Gibt es Hinweise darauf, dass die sexuelle Selektion zum Artensterben führen kann?

Darwin schlug vor, dass die sexuelle Selektion, insbesondere durch weibliche Wahl, der natürlichen Selektion entgegenwirken könnte. Theoretische Modelle, wie ein Fisherian Runaway Process, legen nahe, dass die Evolution von Präferenzen und bevorzugten Phänotypen sich gegenseitig mit immer größerer Geschwindigkeit vorantreiben kann.

Da ein Männchen viele Weibchen befruchten kann, könnte man sich vorstellen, dass die natürliche Selektion gegen bevorzugte, aber energetisch kostspielige Phänotypen schwach ist und der gesamte Prozess möglicherweise nicht schnell genug verlangsamt (dh ausreichend selbstlimitierend ist). Wenn die männliche Sterblichkeit hoch und ihre Anzahl gering ist, können die zufälligen Schwankungen leicht zum Aussterben der Population führen.

Gibt es irgendwelche fossilen oder experimentellen Beweise dafür, dass dies wirklich passieren könnte?

Antworten (2)

TL;DR :

  • Es gibt einen Mangel an tatsächlichen experimentellen Beweisen. Jedoch:

    • es gibt mindestens eine Studie, die diesen Vorgang bestätigt ([ STUDY #7 ] – Myxococcus xanthus; von Fiegna und Velicer, 2003).

    • Eine andere Studie bestätigte ebenfalls experimentell ein höheres Aussterberisiko ([ STUDIE #8 ] – Paul F. Dohertys Studie über dimorphe Vogelarten und [ STUDIE #9 ] – Denson K. McLain).

  • Theoretische Studien liefern etwas unsichere Ergebnisse – einige Modelle unterstützen den evolutionären Selbstmord und einige Modelle nicht – der Hauptunterschied scheint die Variabilität der Umweltbelastungen zu sein.

  • Auch wenn Sie menschliche Raubtiere einbeziehen, die ausschließlich auf sexuell ausgewählten Merkmalen beruhen, gibt es definitiv Beispiele, z. B. Arabische Oryx


Zuallererst kann dies ein Betrug sein, aber ein Beispiel ist das Aussterben, weil eine Raubtierart die Art aufgrund des Merkmals „Ausgewählt für“ speziell auswählt.
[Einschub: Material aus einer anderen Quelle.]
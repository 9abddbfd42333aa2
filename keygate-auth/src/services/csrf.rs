//! Cross-origin request protection.
//!
//! Two independent checks run for every state-mutating request:
//!
//! 1. Origin cross-check: the host named by `Origin` (or `Referer`) must
//!    equal the request's own target host (`X-Forwarded-Host` wins over
//!    `Host`). This applies to every non-idempotent request, mobile
//!    clients included.
//! 2. Double-submit token: the session's CSRF token must be presented
//!    again in a header or form field. Mobile clients are exempt from
//!    this check only; so is the reset-password submission, which is
//!    guarded by its one-time ticket instead (the routing layer calls
//!    [`CsrfGuard::validate_origin`] alone for that endpoint).
//!
//! Idempotent methods (GET, HEAD, OPTIONS) skip both checks.

use http::{Method, Uri};
use subtle::ConstantTimeEq;
use tracing::warn;

use crate::error::AuthError;
use crate::Session;

/// Request metadata the guard needs; extracted by the routing layer.
#[derive(Debug, Clone)]
pub struct RequestContext<'a> {
    /// Request method.
    pub method: Method,
    /// `Host` header.
    pub host: Option<&'a str>,
    /// `X-Forwarded-Host` header, set by a fronting proxy.
    pub forwarded_host: Option<&'a str>,
    /// `Origin` header.
    pub origin: Option<&'a str>,
    /// `Referer` header.
    pub referer: Option<&'a str>,
    /// Whether the request comes from a mobile client context.
    pub mobile: bool,
    /// CSRF token presented via header or form field.
    pub csrf_token: Option<&'a str>,
}

/// Validates request provenance for state-mutating operations.
#[derive(Debug, Clone, Copy, Default)]
pub struct CsrfGuard;

impl CsrfGuard {
    /// Create a guard.
    #[must_use]
    pub const fn new() -> Self {
        Self
    }

    /// Run the full check: origin cross-check plus double-submit token.
    ///
    /// # Errors
    ///
    /// Fails with [`AuthError::Unauthorized`] on any missing or
    /// mismatched proof.
    pub fn validate(&self, session: &Session, request: &RequestContext<'_>) -> Result<(), AuthError> {
        if is_idempotent(&request.method) {
            return Ok(());
        }

        self.validate_origin(request)?;

        if request.mobile {
            // Mobile clients cannot reliably carry the synchronizer token;
            // the origin check above still applies to them.
            return Ok(());
        }

        let Some(presented) = request.csrf_token else {
            warn!("state-mutating request without a CSRF token");
            return Err(AuthError::Unauthorized);
        };

        let stored = session.csrf_token.as_bytes();
        let presented = presented.as_bytes();
        if stored.len() != presented.len() || !bool::from(stored.ct_eq(presented)) {
            warn!(session = %session.session_id, "CSRF token mismatch");
            return Err(AuthError::Unauthorized);
        }

        Ok(())
    }

    /// Run only the origin cross-check.
    ///
    /// # Errors
    ///
    /// Fails with [`AuthError::Unauthorized`] when the target host is
    /// unknown, the source origin is unknown, or the two differ.
    pub fn validate_origin(&self, request: &RequestContext<'_>) -> Result<(), AuthError> {
        if is_idempotent(&request.method) {
            return Ok(());
        }

        let Some(target) = request.forwarded_host.or(request.host).filter(|h| !h.is_empty())
        else {
            warn!("request without a target host");
            return Err(AuthError::Unauthorized);
        };

        let source = request
            .origin
            .and_then(host_of)
            .or_else(|| request.referer.and_then(host_of));
        let Some(source) = source else {
            warn!("state-mutating request without origin or referer");
            return Err(AuthError::Unauthorized);
        };

        if !source.eq_ignore_ascii_case(target) {
            warn!(source = %source, target = %target, "origin does not match target host");
            return Err(AuthError::Unauthorized);
        }

        Ok(())
    }
}

fn is_idempotent(method: &Method) -> bool {
    *method == Method::GET || *method == Method::HEAD || *method == Method::OPTIONS
}

/// Extract `host[:port]` from an absolute URL, if it has one.
fn host_of(raw: &str) -> Option<String> {
    let uri: Uri = raw.parse().ok()?;
    uri.authority().map(|authority| authority.as_str().to_owned())
}

/// Heuristic mobile-client detection from a user-agent string.
///
/// The routing layer may override the verdict with its own signal (a
/// dedicated app header, say); this mirrors what browsers and webviews
/// actually send.
#[must_use]
pub fn is_mobile_user_agent(user_agent: &str) -> bool {
    const MARKERS: [&str; 8] = [
        "android",
        "iphone",
        "ipad",
        "ipod",
        "mobile",
        "webos",
        "blackberry",
        "opera mini",
    ];
    let lowered = user_agent.to_ascii_lowercase();
    MARKERS.iter().any(|marker| lowered.contains(marker))
}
Der offensichtlichste Fall ist, wenn die Raubtierart ein Mensch ist. Als zufälliges Beispiel wurde die Arabische Oryx wegen ihrer Hörner fast bis zum Aussterben gejagt.


Bitte beachten Sie, dass dies KEINE einfache Frage ist - zum Beispiel ist das in der unwissenschaftlichen Literatur oft zitierte Beispiel des irischen Elchs, das angeblich aufgrund seiner Geweihgröße ausgestorben ist, möglicherweise kein gutes kristallklares Beispiel. Für eine sehr gründliche Analyse siehe: Sexy to die for? Sexuelle Selektion und Risiko des Aussterbens “ von Hanna Kokko und Robert Brooks, Ann. Zool. Fennici 40: 207-219 . [ STUDIE #1 ]

Sie stellen insbesondere fest, dass evolutionärer „Selbstmord“ in deterministischen Umgebungen unwahrscheinlich ist, zumindest wenn die Kosten des Merkmals vom einzelnen Organismus selbst getragen werden.

Eine weitere Studie, die zu einem negativen Ergebnis führte, war Sexuelle Selektion und das Risiko des Aussterbens bei Säugetieren “, Edward H. Morrow und Claudia Fricke; The Royal Society Proceedings: Biological Sciences, online veröffentlicht am 4. November 2004, S. 2395-2401 [ STUDIE #2 ]

Das Ziel dieser Studie war es daher zu untersuchen, ob das Ausmaß der sexuellen Selektion (gemessen als verbleibende Hodenmasse und sexueller Größendimorphismus) mit dem gegenwärtigen Aussterberisiko von Säugetieren zusammenhängt. Wir fanden keine Beweise für eine Beziehung zwischen diesen Faktoren, obwohl unsere Analysen möglicherweise durch die möglicherweise dominierende Wirkung zeitgenössischer anthropogener Faktoren verfälscht wurden.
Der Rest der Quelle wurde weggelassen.